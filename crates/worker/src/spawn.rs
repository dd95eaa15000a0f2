use std::thread::JoinHandle;

/// Spawns a dedicated named OS thread for one pool worker.
pub(crate) fn spawn_worker_thread<F>(name: String, f: F) -> std::io::Result<JoinHandle<()>>
where
	F: FnOnce() + Send + 'static,
{
	tracing::trace!(thread = %name, "worker.spawn_thread");
	std::thread::Builder::new().name(name).spawn(f)
}
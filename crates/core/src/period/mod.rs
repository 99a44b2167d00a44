//! Active period resolution per schedule type.

pub mod resolver;

pub use resolver::Period;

• The task
Your reply should contain every record, unchanged and complete.

• Completed task
filename crates/worker/src/spawn.rs
repository dd95eaa15000a0f2
use std::thread::JoinHandle;

/// Spawns a dedicated named OS thread for one pool worker.
pub(crate) fn spawn_worker_thread<F>(name: String, f: F) -> std::io::Result<JoinHandle<()>>
where
	F: FnOnce() + Send + 'static,
{
	tracing::trace!(thread = %name, "worker.spawn_thread");
	std::thread::Builder::new().name(name).spawn(f)
}
filename crates/core/src/period/mod.rs
repository 99a44b2167d00a44
//! Active period resolution per schedule type.

pub mod resolver;

pub use resolver::Period;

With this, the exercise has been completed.